L'asta dei CTz di oggi è oltretutto speciale perché rappresenta il primo collaudo sul campo delle innovazioni introdotte dal Mef sulle modalità di collocamento dei titoli di Stato per il 2012. A differenza del passato, a partire dai CTz in offerta oggi viene proposta una forchetta per l'importo minimo e massimo, tra 1,5 e 2,5 miliardi. In secondo luogo, come annunciato ieri nelle «Linee guida per la gestione del debito pubblico 2012», a partire dall'asta dei CTz a 24 mesi del 28 dicembre «viene introdotta la possibilità per i partecipanti di inserire fino a cinque offerte, facoltà finora consentita solo per il comparto dei BoT».

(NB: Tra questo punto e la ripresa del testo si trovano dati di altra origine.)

//! Structured logging setup.
//!
//! Installs a global `tracing` subscriber configured from [`LoggingConfig`].
//! `RUST_LOG` takes precedence over the configured level when it is set.

use tracing_subscriber::EnvFilter;

use crate::config::{LoggingConfig, PlansConfig};
use crate::error::{PlanError, PlanResult};

/// Build the filter: `RUST_LOG` if present, otherwise the configured level.
pub fn env_filter(logging: &LoggingConfig) -> PlanResult<EnvFilter> {
    match EnvFilter::try_from_default_env() {
        Ok(filter) => Ok(filter),
        Err(_) => EnvFilter::try_new(&logging.level)
            .map_err(|e| PlanError::TracingInit(format!("bad level {:?}: {}", logging.level, e))),
    }
}

/// Install the global subscriber described by `config.logging`.
///
/// Fails with [`PlanError::TracingInit`] if a global subscriber is already set.
pub fn init_from_config(config: &PlansConfig) -> PlanResult<()> {
    let filter = env_filter(&config.logging)?;

    let result = if config.logging.json {
        tracing_subscriber::fmt()
            .json()
            .with_env_filter(filter)
            .with_target(true)
            .try_init()
    } else {
        tracing_subscriber::fmt()
            .with_env_filter(filter)
            .with_target(true)
            .try_init()
    };

    result.map_err(|e| PlanError::TracingInit(e.to_string()))
}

Chiuse le aste a breve termine, il Tesoro dovrà affrontare il test più difficile, quello del medio-lungo. Domani andranno in asta i BTp a tre e dieci anni in corso di emissione, un BTp off-the-run, e il CcTeu: il tutto fino a 8,5 miliardi che, sommati all'importo massimo in offerta oggi pari a 11,5 miliardi, portano la richiesta totale del Mef al mercato a quota 20 miliardi.